What you have to do: Your task is to repeat the entries exactly from their first line through the line with "from 1, group", and to stop there.

Records for this exercise:

--*--

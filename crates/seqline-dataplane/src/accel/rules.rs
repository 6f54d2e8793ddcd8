//! Rule database
//!
//! Raw rules are one per line: `id,group,pattern` or just `pattern`
//! (numbered from 1, group 1). Lines starting with `#` are comments.
//! Compiling validates every pattern and produces a database that is
//! stored as JSON and loaded by the device at init.

use crate::error::{PipelineError, Result};
use serde::{Deserialize, Serialize};
use std::path::Path;

/// Database format version
pub const RULES_VERSION: u32 = 1;

/// Default rule group
pub const DEFAULT_GROUP: u16 = 1;

/// One matching rule
#[derive(Debug, Clone, PartialEq, Eq, Serialize, Deserialize)]
pub struct Rule {
    /// Rule id reported in matches
    pub id: u32,
    /// Rule group selected by ops
    pub group: u16,
    /// Regular expression
    pub pattern: String,
}

/// Compiled rule set
#[derive(Debug, Clone, PartialEq, Eq, Serialize, Deserialize)]
pub struct RuleDatabase {
    /// Database format version
    pub version: u32,
    /// Rules in file order
    pub rules: Vec<Rule>,
}

impl RuleDatabase {
    /// Parse and validate raw rules text
    pub fn compile(text: &str) -> Result<Self> {
        let mut rules = Vec::new();
        let mut next_id = 1u32;

        for (lineno, line) in text.lines().enumerate() {
            let line = line.trim();
            if line.is_empty() || line.starts_with('#') {
                continue;
            }

            let rule = parse_line(line).unwrap_or_else(|| Rule {
                id: next_id,
                group: DEFAULT_GROUP,
                pattern: line.to_string(),
            });

            if rule.group == 0 {
                return Err(PipelineError::Rules(format!(
                    "line {}: group 0 is reserved",
                    lineno + 1
                )));
            }
            regex::bytes::Regex::new(&rule.pattern).map_err(|e| {
                PipelineError::Rules(format!("line {}: {}", lineno + 1, e))
            })?;

            next_id = next_id.max(rule.id.saturating_add(1));
            rules.push(rule);
        }

        if rules.is_empty() {
            return Err(PipelineError::Rules("no rules defined".into()));
        }

        Ok(Self {
            version: RULES_VERSION,
            rules,
        })
    }

    /// Compile a raw rules file
    pub fn compile_file(path: impl AsRef<Path>) -> Result<Self> {
        let path = path.as_ref();
        let text = std::fs::read_to_string(path).map_err(|e| {
            PipelineError::Rules(format!("{}: {}", path.display(), e))
        })?;
        Self::compile(&text)
    }

    /// Load a compiled database
    pub fn load(path: impl AsRef<Path>) -> Result<Self> {
        let path = path.as_ref();
        let text = std::fs::read_to_string(path).map_err(|e| {
            PipelineError::Rules(format!("{}: {}", path.display(), e))
        })?;
        let db: RuleDatabase = serde_json::from_str(&text)
            .map_err(|e| PipelineError::Rules(format!("{}: {}", path.display(), e)))?;

        if db.version != RULES_VERSION {
            return Err(PipelineError::Rules(format!(
                "{}: unsupported rules version {}",
                path.display(),
                db.version
            )));
        }
        Ok(db)
    }

    /// Write the compiled database
    pub fn save(&self, path: impl AsRef<Path>) -> Result<()> {
        let json = serde_json::to_string_pretty(self)
            .map_err(|e| PipelineError::Rules(e.to_string()))?;
        std::fs::write(path, json)?;
        Ok(())
    }

    /// Number of rules
    pub fn len(&self) -> usize {
        self.rules.len()
    }

    /// True when no rules were loaded
    pub fn is_empty(&self) -> bool {
        self.rules.is_empty()
    }
}

fn parse_line(line: &str) -> Option<Rule> {
    let mut fields = line.splitn(3, ',');
    let id = fields.next()?.trim().parse().ok()?;
    let group = fields.next()?.trim().parse().ok()?;
    let pattern = fields.next()?.to_string();
    Some(Rule { id, group, pattern })
}

#[cfg(test)]
mod tests {
    use super::*;

    #[test]
    fn test_compile_mixed_formats() {
        let db = RuleDatabase::compile(
            "# url checks\n\
             10,2,/admin[0-9]+\n\
             \n\
             evil\\.com\n\
             20,1,a,b\n",
        )
        .unwrap();

        assert_eq!(db.len(), 3);
        assert_eq!(db.rules[0], Rule { id: 10, group: 2, pattern: "/admin[0-9]+".into() });
        assert_eq!(db.rules[1].id, 11);
        assert_eq!(db.rules[1].group, DEFAULT_GROUP);
        assert_eq!(db.rules[2].pattern, "a,b");
    }

    #[test]
    fn test_invalid_pattern_rejected() {
        let err = RuleDatabase::compile("ok\n(unclosed\n").unwrap_err();
        assert!(err.to_string().contains("line 2"));
    }

    #[test]
    fn test_empty_rules_rejected() {
        assert!(RuleDatabase::compile("# nothing\n\n").is_err());
    }

    #[test]
    fn test_save_and_load() {
        let dir = tempfile::tempdir().unwrap();
        let path = dir.path().join("rules.json");

        let db = RuleDatabase::compile("GET\nPOST\n").unwrap();
        db.save(&path).unwrap();
        assert_eq!(RuleDatabase::load(&path).unwrap(), db);
    }
}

--*--

Written response:
filename crates/seqline-dataplane/src/accel/rules.rs
repository 6f54d2e8793ddcd8
//! Rule database
//!
//! Raw rules are one per line: `id,group,pattern` or just `pattern`
//! (numbered from 1, group 1). Lines starting with `#` are comments.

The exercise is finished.